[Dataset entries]

%%

use eframe::egui::{self, RichText, Ui};
use egui_extras::{Column, TableBuilder};

use crate::ads::{next_inline_ad, AdCursor, AdSettings, Placement};
use crate::data::model::{format_price, Listing};
use crate::state::AppState;

/// An inline ad slot follows every this many listing rows.
const AD_EVERY: usize = 6;

/// One row of the listing table.
#[derive(Debug, Clone, PartialEq)]
pub enum Row<'a> {
    Listing(usize),
    Ad(&'a str),
}

/// Interleave inline ads into the visible listing indices. The rotation
/// cursor starts fresh for every render pass.
pub fn listing_rows<'a>(visible: &[usize], ads: &'a AdSettings) -> Vec<Row<'a>> {
    let mut rows = Vec::with_capacity(visible.len() + visible.len() / AD_EVERY);
    let mut cursor = AdCursor::default();
    for (n, &idx) in visible.iter().enumerate() {
        rows.push(Row::Listing(idx));
        if (n + 1) % AD_EVERY == 0 {
            let (code, next) = next_inline_ad(ads, cursor);
            cursor = next;
            if let Some(code) = code {
                rows.push(Row::Ad(code));
            }
        }
    }
    rows
}

/// Placeholder for an ad code. The markup itself is never interpreted.
fn ad_slot(ui: &mut Ui, code: &str) {
    egui::Frame::group(ui.style()).show(ui, |ui: &mut Ui| {
        ui.label(RichText::new("Advertisement").weak().small())
            .on_hover_text(code);
    });
}

// ---------------------------------------------------------------------------
// Listing table (central panel)
// ---------------------------------------------------------------------------

pub fn listing_table(ui: &mut Ui, state: &mut AppState) {
    let Some(collection) = &state.collection else {
        ui.centered_and_justified(|ui: &mut Ui| {
            ui.heading("Open a listings file to browse vehicles  (File → Open…)");
        });
        return;
    };

    if let Some(code) = state.ads.leaderboard() {
        ad_slot(ui, code);
    }

    if state.visible_indices.is_empty() {
        ui.centered_and_justified(|ui: &mut Ui| {
            ui.heading("No vehicles match your filters");
        });
        return;
    }

    let rows = listing_rows(&state.visible_indices, &state.ads);
    let selected = state.selected;
    let mut clicked = None;

    TableBuilder::new(ui)
        .striped(true)
        .resizable(true)
        .sense(egui::Sense::click())
        .cell_layout(egui::Layout::left_to_right(egui::Align::Center))
        .column(Column::remainder().at_least(180.0))
        .column(Column::auto().at_least(90.0))
        .column(Column::auto().at_least(50.0))
        .column(Column::auto().at_least(90.0))
        .column(Column::auto().at_least(110.0))
        .column(Column::auto().at_least(90.0))
        .header(20.0, |mut header| {
            for title in ["Title", "Price", "Year", "Make", "Model", "District"] {
                header.col(|ui: &mut Ui| {
                    ui.strong(title);
                });
            }
        })
        .body(|mut body| {
            for row in &rows {
                match *row {
                    Row::Listing(idx) => {
                        let listing = &collection.listings[idx];
                        body.row(22.0, |mut table_row| {
                            table_row.set_selected(selected == Some(idx));
                            let cells = [
                                listing.display_title(),
                                format_price(listing.price),
                                listing.year.to_string(),
                                listing.make.clone(),
                                listing.model.clone(),
                                listing.district.clone(),
                            ];
                            for text in cells {
                                table_row.col(|ui: &mut Ui| {
                                    ui.label(text);
                                });
                            }
                            if table_row.response().clicked() {
                                clicked = Some(idx);
                            }
                        });
                    }
                    Row::Ad(code) => {
                        body.row(22.0, |mut table_row| {
                            table_row.col(|ui: &mut Ui| {
                                ui.label(RichText::new("Advertisement").weak().small())
                                    .on_hover_text(code);
                            });
                            for _ in 0..5 {
                                table_row.col(|_ui: &mut Ui| {});
                            }
                        });
                    }
                }
            }
        });

    if let Some(idx) = clicked {
        state.selected = if state.selected == Some(idx) { None } else { Some(idx) };
    }
}

// ---------------------------------------------------------------------------
// Listing detail (right side panel)
// ---------------------------------------------------------------------------

fn image_uri(path: &str) -> String {
    if path.contains("://") {
        path.to_string()
    } else {
        format!("file://{path}")
    }
}

pub fn detail_panel(ui: &mut Ui, listing: &Listing, ads: &AdSettings) {
    ui.heading(listing.display_title());
    ui.label(RichText::new(format_price(listing.price)).strong().size(18.0));
    ui.separator();

    if let Some(image) = listing.images.first() {
        ui.add(
            egui::Image::new(image_uri(image))
                .max_width(ui.available_width())
                .max_height(200.0),
        );
    }
    if let Some(code) = ads.detail_ad(Placement::AfterImage) {
        ad_slot(ui, code);
    }

    egui::Grid::new("listing_details")
        .num_columns(2)
        .striped(true)
        .show(ui, |ui: &mut Ui| {
            let mileage = format!("{} km", listing.mileage);
            let location = match (listing.city.as_str(), listing.district.as_str()) {
                ("", district) => district.to_string(),
                (city, district) if city == district => city.to_string(),
                (city, district) => format!("{city}, {district}"),
            };
            let fields = [
                ("Make", listing.make.as_str()),
                ("Model", listing.model.as_str()),
                ("Type", listing.listing_type.as_str()),
                ("Condition", listing.condition.as_str()),
                ("Transmission", listing.transmission.as_str()),
                ("Fuel type", listing.fuel_type.as_str()),
                ("Mileage", mileage.as_str()),
                ("Location", location.as_str()),
                ("Seller", listing.seller_name.as_str()),
                ("Posted", listing.posted_date.as_str()),
            ];
            ui.label("Year");
            ui.label(listing.year.to_string());
            ui.end_row();
            for (name, value) in fields.into_iter().filter(|(_, v)| !v.is_empty()) {
                ui.label(name);
                ui.label(value);
                ui.end_row();
            }
        });

    if let Some(code) = ads.detail_ad(Placement::AfterDetails) {
        ad_slot(ui, code);
    }
    if let Some(code) = ads.detail_ad(Placement::AboveFooter) {
        ui.add_space(8.0);
        ad_slot(ui, code);
    }
}

#[cfg(test)]
mod tests {
    use super::*;

    #[test]
    fn test_no_ad_rows_without_codes() {
        let settings = AdSettings::default();
        let rows = listing_rows(&(0..13).collect::<Vec<_>>(), &settings);
        assert_eq!(rows.len(), 13);
        assert!(rows.iter().all(|r| matches!(r, Row::Listing(_))));
    }

    #[test]
    fn test_ads_rotate_after_every_sixth_listing() {
        let ads = AdSettings {
            inline_ad_codes: vec!["a".into(), "".into(), "b".into()],
            ..AdSettings::default()
        };
        let visible: Vec<usize> = (0..19).collect();
        let rows = listing_rows(&visible, &ads);

        let ad_positions: Vec<usize> = rows
            .iter()
            .enumerate()
            .filter(|(_, r)| matches!(r, Row::Ad(_)))
            .map(|(i, _)| i)
            .collect();
        assert_eq!(ad_positions, vec![6, 13, 20]);
        assert_eq!(rows[6], Row::Ad("a"));
        assert_eq!(rows[13], Row::Ad("b"));
        assert_eq!(rows[20], Row::Ad("a"));

        // A second render pass starts the rotation over.
        assert_eq!(listing_rows(&visible, &ads)[6], Row::Ad("a"));
    }

    #[test]
    fn test_image_uri() {
        assert_eq!(image_uri("/tmp/car.jpg"), "file:///tmp/car.jpg");
        assert_eq!(image_uri("https://cdn/x.png"), "https://cdn/x.png");
    }
}
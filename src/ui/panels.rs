use eframe::egui::{self, Color32, RichText, ScrollArea, Ui};

use crate::data::category::CategoryKey;
use crate::data::model::{CONDITIONS, DISTRICTS, FUEL_TYPES, MAX_YEAR, MIN_YEAR, PRICE_RANGES, TRANSMISSIONS};
use crate::state::AppState;

const ANY: &str = "Any";

/// Combo box over string options where an empty selection means "Any".
/// Returns the newly picked value, if any.
fn choice_combo<'a>(
    ui: &mut Ui,
    id: &str,
    label: &str,
    current: &str,
    options: impl IntoIterator<Item = &'a str>,
) -> Option<String> {
    let mut picked = None;
    ui.strong(label);
    let shown = if current.is_empty() { ANY } else { current };
    egui::ComboBox::from_id_salt(id)
        .selected_text(shown)
        .width(ui.available_width())
        .show_ui(ui, |ui: &mut Ui| {
            if ui.selectable_label(current.is_empty(), ANY).clicked() {
                picked = Some(String::new());
            }
            for option in options {
                if ui.selectable_label(current == option, option).clicked() {
                    picked = Some(option.to_string());
                }
            }
        });
    ui.add_space(4.0);
    picked
}

// ---------------------------------------------------------------------------
// Left side panel – filter widgets
// ---------------------------------------------------------------------------

/// Render the left filter panel.
pub fn side_panel(ui: &mut Ui, state: &mut AppState) {
    ui.heading("Filters");
    ui.separator();

    ScrollArea::vertical()
        .auto_shrink([false, false])
        .show(ui, |ui: &mut Ui| {
            // ---- Make ----
            let makes = state.make_options();
            let current = state.draft.make.clone();
            if let Some(make) = choice_combo(ui, "make", "Make", &current, makes.iter().map(String::as_str)) {
                state.set_make(&make);
            }

            // ---- Type (category pages are already scoped) ----
            if state.scope.is_none() {
                let types = state.type_options();
                let current = state.draft.listing_type.clone();
                if let Some(label) = choice_combo(ui, "type", "Type", &current, types.iter().map(String::as_str)) {
                    state.set_type(&label);
                }
            }

            // ---- Model ----
            model_autocomplete(ui, state);

            // ---- Exact-match fields ----
            if let Some(v) = choice_combo(ui, "condition", "Condition", &state.draft.condition, CONDITIONS) {
                state.draft.condition = v;
            }
            if let Some(v) = choice_combo(ui, "transmission", "Transmission", &state.draft.transmission, TRANSMISSIONS) {
                state.draft.transmission = v;
            }
            if let Some(v) = choice_combo(ui, "fuel", "Fuel type", &state.draft.fuel_type, FUEL_TYPES) {
                state.draft.fuel_type = v;
            }
            if let Some(v) = choice_combo(ui, "district", "District", &state.draft.district, DISTRICTS) {
                state.draft.district = v;
            }
            if let Some(v) = choice_combo(
                ui,
                "price",
                "Price range",
                &state.draft.price_range,
                PRICE_RANGES.iter().map(|r| r.label),
            ) {
                state.draft.price_range = v;
            }

            // ---- Year range ----
            ui.strong("Year");
            ui.horizontal(|ui: &mut Ui| {
                ui.add(egui::DragValue::new(&mut state.draft.year_min).range(MIN_YEAR..=MAX_YEAR));
                ui.label("to");
                ui.add(egui::DragValue::new(&mut state.draft.year_max).range(MIN_YEAR..=MAX_YEAR));
            });
            ui.separator();

            ui.horizontal(|ui: &mut Ui| {
                if ui.button("Search").clicked() {
                    state.search();
                }
                if ui.button("Reset").clicked() {
                    state.reset_filters();
                }
            });
        });
}

/// Model text box with a suggestion list underneath.
fn model_autocomplete(ui: &mut Ui, state: &mut AppState) {
    ui.strong("Model");
    let mut query = state.draft.model.clone();
    let hint = format!(
        "Type a model (min {} letters for suggestions)",
        state.config.min_chars
    );
    let response = ui.add(
        egui::TextEdit::singleline(&mut query)
            .hint_text(hint)
            .desired_width(f32::INFINITY),
    );
    if response.changed() {
        state.set_model_query(&query);
    }

    // Nothing to suggest once the box holds exactly the only suggestion.
    let settled = state.suggestions.len() == 1 && state.suggestions[0] == state.draft.model;
    if !state.suggestions.is_empty() && !settled {
        let suggestions = state.suggestions.clone();
        egui::Frame::group(ui.style()).show(ui, |ui: &mut Ui| {
            ScrollArea::vertical()
                .id_salt("model_suggestions")
                .max_height(160.0)
                .show(ui, |ui: &mut Ui| {
                    for model in &suggestions {
                        if ui.selectable_label(*model == state.draft.model, model).clicked() {
                            state.pick_suggestion(model);
                        }
                    }
                });
        });
    }
    ui.add_space(4.0);
}

// ---------------------------------------------------------------------------
// Top bar
// ---------------------------------------------------------------------------

/// Render the top menu / toolbar.
pub fn top_bar(ui: &mut Ui, state: &mut AppState) {
    egui::menu::bar(ui, |ui: &mut Ui| {
        ui.menu_button("File", |ui: &mut Ui| {
            if ui.button("Open…").clicked() {
                open_file_dialog(state);
                ui.close_menu();
            }
            if ui.button("Export taxonomy…").clicked() {
                export_taxonomy_dialog(state);
                ui.close_menu();
            }
        });

        if ui.button("Taxonomy…").clicked() {
            state.taxonomy_form.open = !state.taxonomy_form.open;
        }

        ui.separator();

        let scope_text = state.scope.map_or("All categories", CategoryKey::as_str);
        egui::ComboBox::from_id_salt("scope")
            .selected_text(scope_text)
            .show_ui(ui, |ui: &mut Ui| {
                if ui.selectable_label(state.scope.is_none(), "All categories").clicked() {
                    state.set_scope(None);
                }
                for key in CategoryKey::ALL {
                    if ui.selectable_label(state.scope == Some(key), key.as_str()).clicked() {
                        state.set_scope(Some(key));
                    }
                }
            });

        ui.separator();

        if let Some(collection) = &state.collection {
            ui.label(format!(
                "{} listings loaded, {} visible",
                collection.len(),
                state.visible_indices.len()
            ));
        }

        if let Some(msg) = &state.status_message {
            ui.separator();
            let color = if msg.starts_with("Error") {
                Color32::RED
            } else {
                ui.visuals().text_color()
            };
            ui.label(RichText::new(msg).color(color));
        }
    });
}

// ---------------------------------------------------------------------------
// Taxonomy window – make/model administration
// ---------------------------------------------------------------------------

pub fn taxonomy_window(ctx: &egui::Context, state: &mut AppState) {
    let mut open = state.taxonomy_form.open;
    egui::Window::new("Taxonomy")
        .open(&mut open)
        .default_width(360.0)
        .show(ctx, |ui: &mut Ui| {
            ui.label(format!(
                "{} categories, {} models",
                state.taxonomy.categories().count(),
                state.taxonomy.model_count()
            ));
            ui.separator();

            ui.strong("Category");
            egui::ComboBox::from_id_salt("taxonomy_category")
                .selected_text(state.taxonomy_form.category.as_str())
                .show_ui(ui, |ui: &mut Ui| {
                    for key in CategoryKey::ALL {
                        ui.selectable_value(&mut state.taxonomy_form.category, key, key.as_str());
                    }
                });

            // ---- Makes of the category ----
            let category = state.taxonomy_form.category;
            let makes: Vec<String> = state.taxonomy.makes(category).into_iter().map(str::to_string).collect();
            ScrollArea::vertical()
                .id_salt("taxonomy_makes")
                .max_height(100.0)
                .show(ui, |ui: &mut Ui| {
                    for make in &makes {
                        if ui.selectable_label(state.taxonomy_form.make == *make, make).clicked() {
                            state.taxonomy_form.make = make.clone();
                            state.taxonomy_form.model.clear();
                        }
                    }
                });

            ui.strong("Make");
            ui.text_edit_singleline(&mut state.taxonomy_form.make);

            // ---- Models of the selected make ----
            let models = state.taxonomy.models(category, &state.taxonomy_form.make).to_vec();
            if !models.is_empty() {
                ScrollArea::vertical()
                    .id_salt("taxonomy_models")
                    .max_height(120.0)
                    .show(ui, |ui: &mut Ui| {
                        for model in &models {
                            if ui.selectable_label(state.taxonomy_form.model == *model, model).clicked() {
                                state.taxonomy_form.model = model.clone();
                            }
                        }
                    });
            }

            ui.strong("Model");
            ui.text_edit_singleline(&mut state.taxonomy_form.model);

            ui.strong("New name");
            ui.text_edit_singleline(&mut state.taxonomy_form.new_name);

            ui.horizontal(|ui: &mut Ui| {
                ui.label("Make:");
                if ui.button("Add").clicked() {
                    state.add_make();
                }
                if ui.button("Rename").clicked() {
                    state.rename_make();
                }
                if ui.button("Delete").clicked() {
                    state.delete_make();
                }
            });
            ui.horizontal(|ui: &mut Ui| {
                ui.label("Model:");
                if ui.button("Add").clicked() {
                    state.add_model();
                }
                if ui.button("Rename").clicked() {
                    state.rename_model();
                }
                if ui.button("Delete").clicked() {
                    state.delete_model();
                }
            });
            ui.separator();

            ui.strong("Bulk import (one per line)");
            ui.add(
                egui::TextEdit::multiline(&mut state.taxonomy_form.bulk)
                    .desired_rows(6)
                    .desired_width(f32::INFINITY),
            );
            ui.horizontal(|ui: &mut Ui| {
                if ui.button("Import as models").clicked() {
                    state.import_models();
                }
                if ui.button("Import as makes").clicked() {
                    state.import_makes();
                }
            });
        });
    state.taxonomy_form.open = open;
}

// ---------------------------------------------------------------------------
// File dialogs
// ---------------------------------------------------------------------------

pub fn open_file_dialog(state: &mut AppState) {
    let file = rfd::FileDialog::new()
        .set_title("Open listings")
        .add_filter("Supported files", &["parquet", "pq", "json", "csv"])
        .add_filter("Parquet", &["parquet", "pq"])
        .add_filter("JSON", &["json"])
        .add_filter("CSV", &["csv"])
        .pick_file();

    if let Some(path) = file {
        state.open_listings(&path);
    }
}

fn export_taxonomy_dialog(state: &mut AppState) {
    let file = rfd::FileDialog::new()
        .set_title("Export taxonomy")
        .set_file_name("taxonomy.json")
        .add_filter("JSON", &["json"])
        .save_file();

    if let Some(path) = file {
        match state.export_taxonomy(&path) {
            Ok(()) => state.status_message = Some(format!("Taxonomy saved to {}", path.display())),
            Err(e) => {
                log::error!("Failed to export taxonomy: {e:#}");
                state.status_message = Some(format!("Error: {e:#}"));
            }
        }
    }
}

%%

Between the first line of the entries above and the line with "many listing rows.", both included, copy every line exactly and nothing outside that range.

Answer section —
use eframe::egui::{self, RichText, Ui};
use egui_extras::{Column, TableBuilder};

use crate::ads::{next_inline_ad, AdCursor, AdSettings, Placement};
use crate::data::model::{format_price, Listing};
use crate::state::AppState;

/// An inline ad slot follows every this many listing rows.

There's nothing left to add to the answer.